Panel A. There was a disease-by-diet interaction on plasma creatinine, where the plasma creatinine was higher in the CKD rats. CKD rats fed the AC diet had higher plasma creatinine than the CKD rats fed the Non-AC+Casein, but not the AC+Casein diet. Panel B. BUN was higher in the CKD rats across all diet groups compared to NL. BUN was higher in the rats fed the AC and AC+Casein compared to the Non-AC+Casein. Panel C. There was a disease-by-diet interaction driven by the high phosphorus levels in the CKD rats fed the AC+Casein diet. Plasma phosphorus was only different between NL and CKD rats fed the AC+Casein diet.

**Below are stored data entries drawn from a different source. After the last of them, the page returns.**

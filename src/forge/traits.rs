//! forge::traits
//!
//! Hosting-provider trait for the add-repository workflow.
//!
//! # Design
//!
//! The provider boundary is deliberately narrow: validate a token and
//! create a remote repository. Everything else the registry needs happens
//! through the git process. The trait is async because both operations are
//! network calls.
//!
//! Tokens travel only in the authorization header — never in URLs and
//! never into error messages.

use async_trait::async_trait;
use serde::Deserialize;
use thiserror::Error;

/// Errors from hosting-provider operations.
#[derive(Debug, Clone, Error)]
pub enum ForgeError {
    /// Authentication failed (invalid or expired token).
    #[error("authentication failed: {0}")]
    AuthFailed(String),

    /// The provider returned a non-2xx status.
    #[error("provider error: {status} - {message}")]
    ApiError {
        /// HTTP status code
        status: u16,
        /// Error message from the provider, when available
        message: String,
    },

    /// Network or connection error.
    #[error("network error: {0}")]
    NetworkError(String),
}

/// Account information derived from a valid token.
#[derive(Debug, Clone, PartialEq, Eq, Deserialize)]
pub struct AccountInfo {
    /// Login name (used as the credential username).
    pub login: String,
    /// Human-readable display name, when set.
    pub display_name: Option<String>,
    /// Avatar image URL, when available.
    pub avatar_url: Option<String>,
}

/// Request to create a hosted repository.
#[derive(Debug, Clone)]
pub struct CreateRepoRequest {
    /// Repository name.
    pub name: String,
    /// Create as private.
    pub private: bool,
    /// Optional description.
    pub description: Option<String>,
}

/// A repository created on the provider.
#[derive(Debug, Clone, PartialEq, Eq)]
pub struct CreatedRepo {
    /// Owner-qualified name (e.g. "me/notes").
    pub full_name: String,
    /// Web URL for viewing.
    pub web_url: String,
    /// https clone URL (what the registry configures as the remote).
    pub https_clone_url: String,
    /// ssh clone URL.
    pub ssh_url: String,
    /// Whether the repository is private.
    pub private: bool,
}

/// Remote hosting service operations.
#[async_trait]
pub trait HostingProvider: Send + Sync {
    /// Validate the configured token, returning the account it belongs to.
    async fn validate_token(&self) -> Result<AccountInfo, ForgeError>;

    /// Create a repository under the token's account.
    async fn create_repository(&self, request: CreateRepoRequest)
        -> Result<CreatedRepo, ForgeError>;
}

#[cfg(test)]
mod tests {
    use super::*;

    #[test]
    fn error_display_keeps_provider_message() {
        let err = ForgeError::ApiError {
            status: 422,
            message: "name already exists".into(),
        };
        assert!(err.to_string().contains("422"));
        assert!(err.to_string().contains("name already exists"));
    }
}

Panel D. There was an interaction between kidney function and diet in plasma PTH, where there was a difference between the NL and CKD rats only in those fed the AC and AC+Casein diets, but not the Non-AC+Casein. Among the CKD rats, PTH was higher in the rats fed the AC+Casein and Non-AC+Casein compared to the CKD rats fed the AC diet. Panel E. There was an interaction between kidney function and diet in plasma c-terminal FGF23 whereCKD rats had higher concentrations than the NL rats for all diet groups. Among the CKD rats, there were no differences between diets, but the CKD rats fed the AC+Casein diet tended to have higher concentrations than the Non-AC+Casein (P=0.06). Panel F. CKD rats had higher intact FGF23 than NL. Within the CKD rats, those fed the AC+Casein had the highest concentrations compared to AC and Non-AC+Casein. ** P<0.01, *** P<0.001. BUN, blood urea nitrogen; PTH, parathyroid hormone; FGF23, fibroblast growth factor 23; CKD, chronic kidney disease; NL, normal kidney function; AC, autoclaved diet; Non-AC, non-autoclaved diet.